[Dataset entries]

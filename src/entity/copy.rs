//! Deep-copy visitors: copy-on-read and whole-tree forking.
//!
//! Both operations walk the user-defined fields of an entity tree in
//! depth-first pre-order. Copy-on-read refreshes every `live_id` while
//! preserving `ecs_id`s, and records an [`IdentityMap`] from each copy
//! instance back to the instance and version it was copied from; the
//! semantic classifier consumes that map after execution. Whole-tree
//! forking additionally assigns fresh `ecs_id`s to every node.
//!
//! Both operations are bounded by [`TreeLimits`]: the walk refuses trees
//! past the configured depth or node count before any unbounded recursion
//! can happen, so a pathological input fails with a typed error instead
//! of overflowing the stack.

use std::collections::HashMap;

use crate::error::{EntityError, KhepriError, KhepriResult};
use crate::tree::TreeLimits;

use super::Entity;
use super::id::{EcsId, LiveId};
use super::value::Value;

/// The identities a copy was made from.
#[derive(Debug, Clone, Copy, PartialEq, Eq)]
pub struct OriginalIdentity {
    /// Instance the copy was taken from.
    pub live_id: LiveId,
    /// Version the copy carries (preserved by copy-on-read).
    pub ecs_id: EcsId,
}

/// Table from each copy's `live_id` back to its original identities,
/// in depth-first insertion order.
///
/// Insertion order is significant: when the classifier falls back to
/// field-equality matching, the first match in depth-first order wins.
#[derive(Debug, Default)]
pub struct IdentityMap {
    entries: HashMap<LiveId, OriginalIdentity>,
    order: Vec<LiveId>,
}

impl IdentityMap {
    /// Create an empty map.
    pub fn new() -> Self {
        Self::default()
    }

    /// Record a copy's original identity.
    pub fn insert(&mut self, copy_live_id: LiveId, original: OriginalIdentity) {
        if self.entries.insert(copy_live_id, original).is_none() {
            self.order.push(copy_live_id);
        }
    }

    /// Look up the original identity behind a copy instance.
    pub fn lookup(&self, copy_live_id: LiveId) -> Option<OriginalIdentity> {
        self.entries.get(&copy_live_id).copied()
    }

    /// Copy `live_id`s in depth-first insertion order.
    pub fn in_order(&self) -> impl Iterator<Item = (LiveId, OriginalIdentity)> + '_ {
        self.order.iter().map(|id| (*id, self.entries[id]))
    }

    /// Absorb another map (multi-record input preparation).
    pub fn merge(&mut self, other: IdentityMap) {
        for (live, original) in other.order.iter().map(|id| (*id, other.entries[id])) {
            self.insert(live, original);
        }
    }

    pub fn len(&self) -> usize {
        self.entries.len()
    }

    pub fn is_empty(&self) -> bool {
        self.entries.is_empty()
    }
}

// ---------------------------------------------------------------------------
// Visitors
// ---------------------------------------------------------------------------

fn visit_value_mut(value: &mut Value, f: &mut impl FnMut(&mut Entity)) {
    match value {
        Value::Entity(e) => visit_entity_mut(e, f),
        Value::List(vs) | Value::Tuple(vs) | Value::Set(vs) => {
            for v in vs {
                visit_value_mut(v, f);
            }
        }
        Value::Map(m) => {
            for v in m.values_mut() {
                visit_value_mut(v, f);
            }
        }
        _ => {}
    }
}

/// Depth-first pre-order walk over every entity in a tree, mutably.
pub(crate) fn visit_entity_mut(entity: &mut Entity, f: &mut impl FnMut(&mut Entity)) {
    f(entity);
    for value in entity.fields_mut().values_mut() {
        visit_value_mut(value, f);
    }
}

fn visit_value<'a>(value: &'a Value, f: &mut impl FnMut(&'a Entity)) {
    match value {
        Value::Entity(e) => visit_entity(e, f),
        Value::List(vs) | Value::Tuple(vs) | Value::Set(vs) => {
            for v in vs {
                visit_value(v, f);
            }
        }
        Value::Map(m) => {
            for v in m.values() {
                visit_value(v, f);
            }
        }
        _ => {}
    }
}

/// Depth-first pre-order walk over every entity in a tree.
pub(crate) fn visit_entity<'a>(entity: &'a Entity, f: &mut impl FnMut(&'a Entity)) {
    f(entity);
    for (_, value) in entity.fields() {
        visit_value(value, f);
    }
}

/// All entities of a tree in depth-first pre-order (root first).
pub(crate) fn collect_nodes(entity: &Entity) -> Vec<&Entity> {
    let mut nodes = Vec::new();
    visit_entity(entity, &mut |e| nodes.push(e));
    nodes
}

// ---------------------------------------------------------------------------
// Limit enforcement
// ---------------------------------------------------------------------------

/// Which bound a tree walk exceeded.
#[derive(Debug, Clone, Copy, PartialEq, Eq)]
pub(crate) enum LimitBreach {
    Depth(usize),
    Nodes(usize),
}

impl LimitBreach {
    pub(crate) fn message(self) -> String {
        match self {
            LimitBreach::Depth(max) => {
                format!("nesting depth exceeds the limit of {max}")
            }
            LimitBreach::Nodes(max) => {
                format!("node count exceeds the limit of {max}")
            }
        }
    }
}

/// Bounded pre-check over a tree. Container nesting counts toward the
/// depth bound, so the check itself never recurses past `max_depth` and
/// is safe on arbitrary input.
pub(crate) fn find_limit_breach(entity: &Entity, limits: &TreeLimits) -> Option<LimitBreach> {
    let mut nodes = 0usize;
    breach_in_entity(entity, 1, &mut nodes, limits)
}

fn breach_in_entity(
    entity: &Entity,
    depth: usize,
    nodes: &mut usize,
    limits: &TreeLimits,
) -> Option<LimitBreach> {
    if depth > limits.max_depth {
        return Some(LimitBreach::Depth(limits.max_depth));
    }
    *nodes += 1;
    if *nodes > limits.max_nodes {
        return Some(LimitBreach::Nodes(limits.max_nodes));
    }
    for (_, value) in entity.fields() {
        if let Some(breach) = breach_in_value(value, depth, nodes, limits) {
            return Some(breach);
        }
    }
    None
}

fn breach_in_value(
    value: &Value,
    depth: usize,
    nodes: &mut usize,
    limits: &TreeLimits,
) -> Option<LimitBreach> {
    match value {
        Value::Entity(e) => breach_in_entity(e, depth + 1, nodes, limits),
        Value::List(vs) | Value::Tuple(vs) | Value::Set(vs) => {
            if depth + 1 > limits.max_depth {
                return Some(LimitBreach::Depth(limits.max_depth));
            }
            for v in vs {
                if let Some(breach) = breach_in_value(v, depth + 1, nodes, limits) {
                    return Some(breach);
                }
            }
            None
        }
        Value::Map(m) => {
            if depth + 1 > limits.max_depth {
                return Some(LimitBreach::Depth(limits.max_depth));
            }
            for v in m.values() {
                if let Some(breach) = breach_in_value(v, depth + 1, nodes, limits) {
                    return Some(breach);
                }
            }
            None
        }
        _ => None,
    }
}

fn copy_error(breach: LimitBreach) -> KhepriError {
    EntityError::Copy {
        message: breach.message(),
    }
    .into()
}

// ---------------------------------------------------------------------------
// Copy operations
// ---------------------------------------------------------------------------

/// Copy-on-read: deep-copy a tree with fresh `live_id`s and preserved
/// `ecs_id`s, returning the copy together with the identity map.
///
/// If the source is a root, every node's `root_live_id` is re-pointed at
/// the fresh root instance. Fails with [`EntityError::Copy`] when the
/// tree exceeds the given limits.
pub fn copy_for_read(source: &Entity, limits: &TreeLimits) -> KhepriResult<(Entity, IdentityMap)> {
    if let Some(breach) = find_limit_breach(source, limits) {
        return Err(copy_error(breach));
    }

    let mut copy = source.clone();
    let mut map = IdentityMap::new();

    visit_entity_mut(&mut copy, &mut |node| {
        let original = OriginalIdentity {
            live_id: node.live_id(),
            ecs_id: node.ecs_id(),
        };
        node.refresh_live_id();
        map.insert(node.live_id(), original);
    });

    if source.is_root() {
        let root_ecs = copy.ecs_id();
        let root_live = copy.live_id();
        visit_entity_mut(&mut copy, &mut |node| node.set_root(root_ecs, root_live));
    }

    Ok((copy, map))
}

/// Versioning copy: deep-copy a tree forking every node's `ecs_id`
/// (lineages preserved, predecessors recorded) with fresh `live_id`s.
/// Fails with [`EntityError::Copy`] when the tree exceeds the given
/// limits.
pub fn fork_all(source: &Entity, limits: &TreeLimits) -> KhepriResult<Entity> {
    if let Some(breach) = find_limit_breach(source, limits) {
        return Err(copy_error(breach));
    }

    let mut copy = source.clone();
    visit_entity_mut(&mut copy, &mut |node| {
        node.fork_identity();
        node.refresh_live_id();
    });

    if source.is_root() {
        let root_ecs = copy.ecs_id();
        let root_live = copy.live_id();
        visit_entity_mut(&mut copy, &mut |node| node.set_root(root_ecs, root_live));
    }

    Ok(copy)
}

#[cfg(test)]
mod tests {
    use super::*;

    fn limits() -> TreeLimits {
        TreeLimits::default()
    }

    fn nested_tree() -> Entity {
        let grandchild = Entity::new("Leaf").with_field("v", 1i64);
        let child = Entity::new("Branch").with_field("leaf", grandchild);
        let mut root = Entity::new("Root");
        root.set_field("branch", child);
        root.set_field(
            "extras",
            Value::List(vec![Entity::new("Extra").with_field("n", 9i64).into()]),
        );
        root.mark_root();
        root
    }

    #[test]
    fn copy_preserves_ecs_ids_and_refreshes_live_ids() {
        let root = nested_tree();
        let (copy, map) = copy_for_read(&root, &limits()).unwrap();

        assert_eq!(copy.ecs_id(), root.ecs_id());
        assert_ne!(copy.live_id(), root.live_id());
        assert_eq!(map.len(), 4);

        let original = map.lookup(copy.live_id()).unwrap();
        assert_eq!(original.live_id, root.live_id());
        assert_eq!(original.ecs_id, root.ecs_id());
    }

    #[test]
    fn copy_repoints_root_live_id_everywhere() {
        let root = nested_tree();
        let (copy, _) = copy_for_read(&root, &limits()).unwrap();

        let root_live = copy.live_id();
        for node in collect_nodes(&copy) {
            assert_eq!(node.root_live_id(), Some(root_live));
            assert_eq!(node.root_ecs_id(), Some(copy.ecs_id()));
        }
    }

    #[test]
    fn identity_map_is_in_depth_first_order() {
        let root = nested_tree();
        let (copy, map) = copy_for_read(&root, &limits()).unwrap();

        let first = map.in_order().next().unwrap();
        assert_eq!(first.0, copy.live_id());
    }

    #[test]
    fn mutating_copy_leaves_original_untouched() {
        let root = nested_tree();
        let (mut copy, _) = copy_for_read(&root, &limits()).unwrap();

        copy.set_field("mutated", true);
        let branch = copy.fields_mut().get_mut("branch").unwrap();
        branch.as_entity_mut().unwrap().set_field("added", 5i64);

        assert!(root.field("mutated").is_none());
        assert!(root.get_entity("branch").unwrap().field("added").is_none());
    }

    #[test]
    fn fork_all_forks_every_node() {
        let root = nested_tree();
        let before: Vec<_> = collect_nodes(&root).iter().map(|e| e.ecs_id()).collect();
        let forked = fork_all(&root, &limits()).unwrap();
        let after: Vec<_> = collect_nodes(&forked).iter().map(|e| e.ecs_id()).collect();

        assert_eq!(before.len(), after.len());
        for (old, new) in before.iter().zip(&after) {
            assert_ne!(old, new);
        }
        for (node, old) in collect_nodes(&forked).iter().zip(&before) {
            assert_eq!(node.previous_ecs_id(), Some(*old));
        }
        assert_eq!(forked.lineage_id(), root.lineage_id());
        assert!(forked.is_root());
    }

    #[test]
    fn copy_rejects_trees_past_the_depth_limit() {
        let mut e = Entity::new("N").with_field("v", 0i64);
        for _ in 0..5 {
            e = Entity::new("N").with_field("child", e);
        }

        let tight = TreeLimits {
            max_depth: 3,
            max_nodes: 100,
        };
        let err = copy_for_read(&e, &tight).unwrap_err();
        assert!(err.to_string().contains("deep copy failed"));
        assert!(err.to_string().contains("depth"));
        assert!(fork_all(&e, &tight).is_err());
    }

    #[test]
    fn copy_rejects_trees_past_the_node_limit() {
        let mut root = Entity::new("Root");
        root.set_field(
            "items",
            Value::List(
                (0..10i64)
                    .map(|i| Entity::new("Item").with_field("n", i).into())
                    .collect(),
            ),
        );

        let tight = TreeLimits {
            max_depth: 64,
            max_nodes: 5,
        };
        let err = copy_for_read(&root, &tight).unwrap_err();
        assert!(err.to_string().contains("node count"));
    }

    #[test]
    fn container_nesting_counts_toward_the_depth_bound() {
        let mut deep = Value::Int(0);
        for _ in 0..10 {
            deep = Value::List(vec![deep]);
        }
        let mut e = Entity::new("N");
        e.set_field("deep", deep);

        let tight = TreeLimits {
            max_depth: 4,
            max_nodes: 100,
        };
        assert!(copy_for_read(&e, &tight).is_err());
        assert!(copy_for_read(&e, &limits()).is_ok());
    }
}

[Work to complete] Collect the lines of the records that include the string "classifier".

[Answer for this exercise]
//! semantic classifier consumes that map after execution. Whole-tree
/// Insertion order is significant: when the classifier falls back to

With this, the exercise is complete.